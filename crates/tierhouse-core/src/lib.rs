//! Tierhouse core types.
//!
//! Shared vocabulary for every Tierhouse crate: the immutable [`Record`],
//! validated identifiers, tier locations and compression levels. Nothing in
//! this crate performs I/O.

pub mod error;
pub mod id;
pub mod record;
pub mod tier;

pub use error::{Error, Result};
pub use id::RecordId;
pub use record::{LineItem, Record};
pub use tier::{CompressionLevel, Priority, TierLocation};
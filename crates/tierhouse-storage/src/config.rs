//! Tiering Configuration
//!
//! This module defines the configuration value handed to [`crate::TierEngine`]
//! and every component it builds. Nothing reads global state: thresholds,
//! compression levels and rehydration latencies all arrive through this struct.
//!
//! ## TieringConfig
//!
//! - **data_dir**: root directory; each tier gets a sub-directory (default: `./data`)
//! - **hot_to_cool_months**: age at which Hot records demote (default: 3)
//! - **cool_to_archive_months**: age at which Cool records demote, measured from
//!   issuance, not time-in-tier (default: 12)
//! - **cool_compression_level** / **archive_compression_level**: gzip levels (defaults: 5 / 9)
//! - **expedited_latency** / **standard_latency**: simulated restore delays (defaults: 5s / 15s)
//! - **rehydrated_cache_max_bytes**: LRU bound for rehydrated copies (default: 64MB)
//! - **serve_rehydrated_copies**: serve an existing rehydrated copy instead of restoring again
//! - **transition_concurrency**: records moved concurrently per store during a pass (default: 8)
//! - **schedule_interval**: tick of the background transition scheduler (default: 60s)
//!
//! ## Usage
//!
//! ```ignore
//! use tierhouse_storage::TieringConfig;
//!
//! let config = TieringConfig {
//!     data_dir: "/var/lib/tierhouse".into(),
//!     expedited_latency: Duration::from_millis(500),
//!     ..Default::default()
//! };
//! config.validate()?;
//! ```

use std::path::{Path, PathBuf};
use std::time::Duration;

use serde::{Deserialize, Serialize};
use tierhouse_core::{CompressionLevel, Priority, TierLocation};

use crate::error::{Error, Result};
use crate::policy::TransitionPolicy;

#[derive(Debug, Clone, PartialEq, Serialize, Deserialize)]
pub struct TieringConfig {
    /// Root directory for all tiers (default: ./data)
    #[serde(default = "default_data_dir")]
    pub data_dir: PathBuf,

    /// Age in months at which Hot records move to Cool (default: 3)
    #[serde(default = "default_hot_to_cool_months")]
    pub hot_to_cool_months: f64,

    /// Age in months at which Cool records move to Archive (default: 12)
    #[serde(default = "default_cool_to_archive_months")]
    pub cool_to_archive_months: f64,

    /// gzip level for the Cool tier (default: 5)
    #[serde(default = "default_cool_compression_level")]
    pub cool_compression_level: CompressionLevel,

    /// gzip level for the Archive tier (default: 9)
    #[serde(default = "default_archive_compression_level")]
    pub archive_compression_level: CompressionLevel,

    /// Simulated delay for expedited rehydration (default: 5s)
    #[serde(default = "default_expedited_latency", with = "duration_ms")]
    pub expedited_latency: Duration,

    /// Simulated delay for standard rehydration (default: 15s)
    #[serde(default = "default_standard_latency", with = "duration_ms")]
    pub standard_latency: Duration,

    /// Size bound for the rehydrated cache in bytes (default: 64MB)
    #[serde(default = "default_rehydrated_cache_max_bytes")]
    pub rehydrated_cache_max_bytes: u64,

    /// Serve an already rehydrated copy without a new restore delay (default: true)
    #[serde(default = "default_serve_rehydrated_copies")]
    pub serve_rehydrated_copies: bool,

    /// Records processed concurrently within one store during a pass (default: 8)
    #[serde(default = "default_transition_concurrency")]
    pub transition_concurrency: usize,

    /// Interval between scheduled transition passes (default: 60s)
    #[serde(default = "default_schedule_interval", with = "duration_ms")]
    pub schedule_interval: Duration,
}

impl Default for TieringConfig {
    fn default() -> Self {
        Self {
            data_dir: default_data_dir(),
            hot_to_cool_months: default_hot_to_cool_months(),
            cool_to_archive_months: default_cool_to_archive_months(),
            cool_compression_level: default_cool_compression_level(),
            archive_compression_level: default_archive_compression_level(),
            expedited_latency: default_expedited_latency(),
            standard_latency: default_standard_latency(),
            rehydrated_cache_max_bytes: default_rehydrated_cache_max_bytes(),
            serve_rehydrated_copies: default_serve_rehydrated_copies(),
            transition_concurrency: default_transition_concurrency(),
            schedule_interval: default_schedule_interval(),
        }
    }
}

impl TieringConfig {
    /// Default configuration rooted at `data_dir`.
    pub fn with_data_dir(data_dir: impl Into<PathBuf>) -> Self {
        Self {
            data_dir: data_dir.into(),
            ..Default::default()
        }
    }

    pub fn validate(&self) -> Result<()> {
        for (name, months) in [
            ("hot_to_cool_months", self.hot_to_cool_months),
            ("cool_to_archive_months", self.cool_to_archive_months),
        ] {
            if !months.is_finite() || months < 0.0 {
                return Err(Error::InvalidConfig(format!(
                    "{} must be a non-negative number, got {}",
                    name, months
                )));
            }
        }
        if self.cool_to_archive_months < self.hot_to_cool_months {
            return Err(Error::InvalidConfig(format!(
                "cool_to_archive_months ({}) must not be below hot_to_cool_months ({})",
                self.cool_to_archive_months, self.hot_to_cool_months
            )));
        }
        if self.expedited_latency >= self.standard_latency {
            return Err(Error::InvalidConfig(format!(
                "expedited_latency ({:?}) must be strictly shorter than standard_latency ({:?})",
                self.expedited_latency, self.standard_latency
            )));
        }
        if self.transition_concurrency == 0 {
            return Err(Error::InvalidConfig(
                "transition_concurrency must be at least 1".to_string(),
            ));
        }
        if self.schedule_interval.is_zero() {
            return Err(Error::InvalidConfig(
                "schedule_interval must be non-zero".to_string(),
            ));
        }
        Ok(())
    }

    /// Directory holding a tier's payloads.
    pub fn tier_dir(&self, tier: TierLocation) -> PathBuf {
        self.data_dir.join(tier.dir_name())
    }

    /// Directory holding in-transit markers.
    pub fn transit_dir(&self) -> PathBuf {
        self.data_dir.join("transit")
    }

    pub fn data_dir(&self) -> &Path {
        &self.data_dir
    }

    /// Simulated restore delay for a priority.
    pub fn latency_for(&self, priority: Priority) -> Duration {
        match priority {
            Priority::Expedited => self.expedited_latency,
            Priority::Standard => self.standard_latency,
        }
    }

    /// Compression applied when a record is written into `tier`.
    pub fn compression_for(&self, tier: TierLocation) -> Option<CompressionLevel> {
        match tier {
            TierLocation::Hot | TierLocation::RehydratedCache => None,
            TierLocation::Cool => Some(self.cool_compression_level),
            TierLocation::Archive => Some(self.archive_compression_level),
        }
    }

    /// The active outgoing policies, hottest source first.
    pub fn policies(&self) -> Vec<TransitionPolicy> {
        vec![
            TransitionPolicy {
                source: TierLocation::Hot,
                destination: TierLocation::Cool,
                age_threshold_months: self.hot_to_cool_months,
                destination_compression: self.compression_for(TierLocation::Cool),
            },
            TransitionPolicy {
                source: TierLocation::Cool,
                destination: TierLocation::Archive,
                age_threshold_months: self.cool_to_archive_months,
                destination_compression: self.compression_for(TierLocation::Archive),
            },
        ]
    }
}

fn default_data_dir() -> PathBuf {
    PathBuf::from("./data")
}

fn default_hot_to_cool_months() -> f64 {
    3.0
}

fn default_cool_to_archive_months() -> f64 {
    12.0
}

fn default_cool_compression_level() -> CompressionLevel {
    CompressionLevel::new(5).unwrap_or(CompressionLevel::BEST)
}

fn default_archive_compression_level() -> CompressionLevel {
    CompressionLevel::BEST
}

fn default_expedited_latency() -> Duration {
    Duration::from_secs(5)
}

fn default_standard_latency() -> Duration {
    Duration::from_secs(15)
}

fn default_rehydrated_cache_max_bytes() -> u64 {
    64 * 1024 * 1024 // 64MB
}

fn default_serve_rehydrated_copies() -> bool {
    true
}

fn default_transition_concurrency() -> usize {
    8
}

fn default_schedule_interval() -> Duration {
    Duration::from_secs(60)
}

mod duration_ms {
    use serde::{Deserialize, Deserializer, Serializer};
    use std::time::Duration;

    pub fn serialize<S>(duration: &Duration, serializer: S) -> Result<S::Ok, S::Error>
    where
        S: Serializer,
    {
        serializer.serialize_u64(duration.as_millis() as u64)
    }

    pub fn deserialize<'de, D>(deserializer: D) -> Result<Duration, D::Error>
    where
        D: Deserializer<'de>,
    {
        let ms = u64::deserialize(deserializer)?;
        Ok(Duration::from_millis(ms))
    }
}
◇ ◇ ◇
**Exercise objective**
Could you find every line in the records above that contains the word "Nothing" and copy it?

**Exercise response**
//! validated identifiers, tier locations and compression levels. Nothing in
//! and every component it builds. Nothing reads global state: thresholds,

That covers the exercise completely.